But web insiders know that kids and teenagers are actually virtual worlds' biggest aficionados, and they've got their own favorite hangouts. While 3.5 million people worldwide visited Second Life in March, according to comScore World Metrix, virtual worlds for the younger set, such as clubpenguin.com and stardoll.com, each got more than 4.5 million visitors during the same period. These and similar sites such as gaiaonline.com and habbohotel.com are particularly popular with girls, in part because of the virtual "dress up" features that enable users to create and purchase endless outfit changes.
Now IAC/InterActiveCorp, which owns popular sites like match.com, ask.com and citysearch.com, has launched a youth-oriented virtual world of its own called Zwinktopia, which lets members customize avatars, play games and explore cartoon-like chat rooms. Unveiled April 30 and aimed at netheads aged 13 to 34, the site is entirely free. Members earn virtual "Zbucks" by playing games, meeting new people, and exploring different parts of Zwinktopia, including its café, stadium, arcades and pixelated beach.

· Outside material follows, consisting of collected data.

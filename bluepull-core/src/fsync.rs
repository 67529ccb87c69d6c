//! Atomic file persistence.
//!
//! Durable writes go through a write-to-temp-then-rename sequence:
//! write `<path>.tmp`, fsync the file, rename onto `<path>`, fsync the
//! parent directory. A reader racing with a writer sees either the old
//! complete document or the new one, never a torn write.
//!
//! The directory fsync matters: a rename updates the directory entry, and
//! without syncing the directory that entry may not survive a power loss
//! even though the file contents did.

use std::ffi::OsString;
use std::fs::{self, File, OpenOptions};
use std::io::{self, Write};
use std::path::{Path, PathBuf};

/// Syncs a file's contents and metadata to disk.
pub fn fsync_file(file: &File) -> io::Result<()> {
    file.sync_all()
}

/// Syncs a directory, making its entries durable.
pub fn fsync_dir(dir_path: &Path) -> io::Result<()> {
    let dir = OpenOptions::new().read(true).open(dir_path)?;
    dir.sync_all()
}

/// `<path>.tmp`, preserving the original extension.
fn tmp_path_for(path: &Path) -> PathBuf {
    let mut os: OsString = path.as_os_str().to_os_string();
    os.push(".tmp");
    PathBuf::from(os)
}

/// Writes `data` to `path` atomically, creating parent directories as needed.
pub fn atomic_write_file(path: &Path, data: &[u8]) -> io::Result<()> {
    let parent = path.parent().filter(|p| !p.as_os_str().is_empty());
    if let Some(parent) = parent {
        fs::create_dir_all(parent)?;
    }

    let tmp_path = tmp_path_for(path);
    let mut file = File::create(&tmp_path)?;
    file.write_all(data)?;
    fsync_file(&file)?;
    drop(file);

    fs::rename(&tmp_path, path)?;

    if let Some(parent) = parent {
        fsync_dir(parent)?;
    }
    Ok(())
}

Zwinktopia's design is simplistic and really easy to learn how to use. Teens can choose from hundreds of outfits, hairstyles, even pets, and then head to the mall for even more choices in the Surf Shop, the Castle (for medieval attire), or the University Club (for preppies). Once you've perfected your look, you can start earning points (for buying even more clothes) by hitting the arcade or heading over to Kingpin Korner. Games like Zwinky Bowl are easy: just press the space bar on your keyboard to release the bowling ball and watch the pins fly. As you walk through the pizza parlor, the nightclub and coffee shop, you'll meet new people with whom you can chat, play frisbee or flirt.
Before parents set their kids loose in Zwinktopia or any other virtual world, however, they should know there is nothing to prevent, say, a pedophile from joining the site and masquerading as a 13-year-old girl. Although some sites aimed at younger kids, such as Disney' s ToonTown and Ganz' s Webkinz, only let members exchange canned messages, on Zwinktopia kids are free to type their own messages. However, swear words and sexually explicit comments get replaced with a "bleep." And while there is no age verification process, members who claim to be 17 or younger are directed to chat areas separate from older members. On the site' s opening night, conversations on the virtual beach called "Splash" went like this: "If u wanna hook up with me, say 123," wrote one person. "123" says another. "Ok, let' s kiss then." Other members were swapping their MySpace addresses and asking for e-mail addresses. There's even a video chat feature built in that lets kids activate their webcams.
While members can report offensive comments and the site keeps a log of all chats, IAC is taking a hands-off approach to monitoring what goes on at Zwinktopia. "It' s going to be a learning process," says Dorcas Casey, IAC's director of product strategy, when asked where the company draws the line on inappropriate behavior. If Zwinktopia really hopes to attract kids aged 13 and up without sending their parents into cardiac arrest, it might want to speed that process up.